The following are generally non-contentious and amounts to some very elementary economics. [Note: I'm not an economist!]
Firstly, money is a means of exchange. When you have frequent interactions with multiple people, money is far more convenient than simple barter.
Technically, money is an asset that can:
- provide a unit of account
- be used to transfer economic value
- be used to store economic value
Money generally satisfies the following properties.
- Durability: monetary assets don't 'decay' or 'expire' - they retain value over time, if you ignore inflation.
- Portability: monetary assets can be transferred between entities without loss of value.
- Divisibility: monetary assets can be divided up and then put together again without loss of value; typically they are discrete multiples of a unit value.
- Uniformity: monetary assets having a given value are equivalent to any other monetary asset having the same value.
- Scarcity: monetary assets are limited, "money doesn't grow on trees" (the notes say that monetary assets represent value because they require effort to obtain or manufacture, but this does not apply to modern bank loans).
- Acceptability: monetary assets of any given value are broadly recognised by all participants to have the given value.
Finally, monetary assets generally take the following 3 forms:
- Representative money: Physical entities that are deemed to have the value claimed for it. It is this kind of "money" that barter is typically based upon. Exchanges are then arranged between buyer and seller on the basis of mutual wants.
- Fiat currency / legal tender: tokens issued by governments and central banks to denote particular currency denominations. The token themselves are broadly worthless in physical terms - e.g. banknotes are just printed paper, and what makes them valuable is the difficult-to-forge design etc. This kind of money is typically controlled by national central banks.
- Commercial account value: Money stored virtually by banks within bank and credit accounts. Money is then equivalent to entries in an accounting system against individual accounts. This is only indirectly controlled by national central banks.
I don't particularly want to consider 'cryptocurrencies' as a form of money - it's instead a sophisticated way of doing speculative trading (i.e. gambling) and in many ways, it fails to provide anything like a stable, reliable monetary asset - its just like stocks and shares and is even more volatile. So, no, cryptocurrency is not money.

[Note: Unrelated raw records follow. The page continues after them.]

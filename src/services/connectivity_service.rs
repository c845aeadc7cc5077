// src/services/connectivity_service.rs
//
// Connectivity Service - smoke test of the backend surface
//
// Runs one representative read per resource group, in order, and reports
// which ones answered. A probe passes when the call resolves and the body
// does not carry `"success": false`.

use std::fmt;
use std::sync::Arc;

use serde_json::Value;

use crate::catalog::EndpointCatalog;
use crate::error::{ApiError, ApiResult};

#[derive(Debug, Clone, Copy, PartialEq, Eq)]
pub enum Probe {
    Health,
    DashboardStats,
    WeatherAlerts,
    Vehicles,
    Inventory,
    Shelters,
    RiskScore,
}

impl Probe {
    pub const ALL: [Probe; 7] = [
        Probe::Health,
        Probe::DashboardStats,
        Probe::WeatherAlerts,
        Probe::Vehicles,
        Probe::Inventory,
        Probe::Shelters,
        Probe::RiskScore,
    ];

    pub fn name(&self) -> &'static str {
        match self {
            Probe::Health => "Health Check",
            Probe::DashboardStats => "Dashboard Stats",
            Probe::WeatherAlerts => "Weather Alerts",
            Probe::Vehicles => "Vehicles",
            Probe::Inventory => "Inventory",
            Probe::Shelters => "Shelters",
            Probe::RiskScore => "Risk Score",
        }
    }

    async fn execute(&self, catalog: &EndpointCatalog) -> ApiResult<Value> {
        match self {
            Probe::Health => catalog.health().check().await,
            Probe::DashboardStats => catalog.dashboard().get_stats(None).await,
            Probe::WeatherAlerts => catalog.dashboard().get_weather_alerts(None).await,
            Probe::Vehicles => catalog.logistics().get_vehicles(None, None).await,
            Probe::Inventory => catalog.inventory().get_items(None).await,
            Probe::Shelters => catalog.citizen().get_shelters(None, false).await,
            Probe::RiskScore => catalog.analytics().get_risk_score(None).await,
        }
    }
}

#[derive(Debug, Clone, PartialEq)]
pub enum ProbeOutcome {
    Passed,
    /// The call resolved but the body reported `"success": false`.
    Reported,
    Failed(ApiError),
}

#[derive(Debug, Clone, PartialEq)]
pub struct ProbeResult {
    pub probe: Probe,
    pub outcome: ProbeOutcome,
}

impl ProbeResult {
    pub fn passed(&self) -> bool {
        self.outcome == ProbeOutcome::Passed
    }
}

impl fmt::Display for ProbeResult {
    fn fmt(&self, f: &mut fmt::Formatter<'_>) -> fmt::Result {
        match &self.outcome {
            ProbeOutcome::Passed => write!(f, "PASS {}: OK", self.probe.name()),
            ProbeOutcome::Reported => write!(f, "FAIL {}: FAILED", self.probe.name()),
            ProbeOutcome::Failed(err) => write!(f, "FAIL {}: {}", self.probe.name(), err),
        }
    }
}

#[derive(Debug, Clone, Default, PartialEq)]
pub struct ConnectivityReport {
    pub results: Vec<ProbeResult>,
}

impl ConnectivityReport {
    pub fn passed_count(&self) -> usize {
        self.results.iter().filter(|r| r.passed()).count()
    }

    pub fn all_passed(&self) -> bool {
        self.results.iter().all(ProbeResult::passed)
    }

    pub fn failures(&self) -> impl Iterator<Item = &ProbeResult> {
        self.results.iter().filter(|r| !r.passed())
    }
}

pub struct ConnectivityService {
    catalog: Arc<EndpointCatalog>,
}

impl ConnectivityService {
    pub fn new(catalog: Arc<EndpointCatalog>) -> Self {
        Self { catalog }
    }

    pub async fn run(&self, probe: Probe) -> ProbeResult {
        let outcome = match probe.execute(&self.catalog).await {
            Ok(body) if reports_failure(&body) => ProbeOutcome::Reported,
            Ok(_) => ProbeOutcome::Passed,
            Err(err) => ProbeOutcome::Failed(err),
        };

        let result = ProbeResult { probe, outcome };
        log::debug!("{}", result);
        result
    }

    /// Runs every probe sequentially.
    pub async fn run_all(&self) -> ConnectivityReport {
        let mut report = ConnectivityReport::default();
        for probe in Probe::ALL {
            report.results.push(self.run(probe).await);
        }
        report
    }
}

fn reports_failure(body: &Value) -> bool {
    body.get("success") == Some(&Value::Bool(false))
}

#[cfg(test)]
mod tests {
    use super::*;
    use crate::config::CatalogDefaults;
    use crate::error::TransportFailure;
    use crate::integrations::backend::transport::MockTransport;
    use crate::integrations::backend::{HttpResponse, RequestDispatcher};

    const BASE: &str = "http://localhost:8000/api/v1";

    fn service(transport: MockTransport) -> ConnectivityService {
        let dispatcher = RequestDispatcher::new(BASE, Arc::new(transport));
        let catalog = EndpointCatalog::new(Arc::new(dispatcher), CatalogDefaults::default());
        ConnectivityService::new(Arc::new(catalog))
    }

    #[tokio::test]
    async fn test_all_probes_pass() {
        let mut transport = MockTransport::new();
        transport
            .expect_send()
            .times(7)
            .returning(|_| Ok(HttpResponse::new(200, r#"{"status": "healthy"}"#)));

        let report = service(transport).run_all().await;

        assert_eq!(report.results.len(), 7);
        assert!(report.all_passed());
        assert_eq!(report.passed_count(), 7);
        let names: Vec<_> = report.results.iter().map(|r| r.probe.name()).collect();
        assert_eq!(names[0], "Health Check");
        assert_eq!(names[6], "Risk Score");
    }

    #[tokio::test]
    async fn test_success_false_is_reported() {
        let mut transport = MockTransport::new();
        transport
            .expect_send()
            .returning(|_| Ok(HttpResponse::new(200, r#"{"success": false}"#)));

        let result = service(transport).run(Probe::DashboardStats).await;
        assert_eq!(result.outcome, ProbeOutcome::Reported);
        assert_eq!(result.to_string(), "FAIL Dashboard Stats: FAILED");
    }

    #[tokio::test]
    async fn test_mixed_outcomes() {
        let mut transport = MockTransport::new();
        transport.expect_send().returning(|req| {
            if req.url.contains("/logistics/") {
                Ok(HttpResponse::new(503, r#"{"detail": "Fleet service down"}"#))
            } else if req.url.contains("/health/") {
                Err(TransportFailure("connection refused".to_string()))
            } else {
                Ok(HttpResponse::new(200, "{}"))
            }
        });

        let report = service(transport).run_all().await;

        assert!(!report.all_passed());
        assert_eq!(report.passed_count(), 5);
        let failures: Vec<String> = report.failures().map(|r| r.to_string()).collect();
        assert_eq!(
            failures,
            vec![
                "FAIL Health Check: connection refused".to_string(),
                "FAIL Vehicles: Fleet service down".to_string(),
            ]
        );
    }
}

Generally, money exists only because we agree that it is a useful way to manage society - except of course it isn't really.
In social terms:
- Money was really a form of virtualised barter.
- Money is incredibly divisive, separating rich from poor.
- Having money dictates how people live and actively constructs poverty. In this sense, money is immoral.
- Money is a way to regulate transfers of resources - this role is necessary but can be very badly "gamed", so that the rich only get richer.
- The traditional observation that "money is the root of all evil" is a mis-quote from the Bible, which says, "the love of money is the root of all evil."
- A quip I saw recently: Evil is the root of all money.
- Also: "The lack of money is the root of all evil" - variously attributed to GBS or Mark Twain.
I see UBI as providing a possible way out of the stranglehold that money has on society.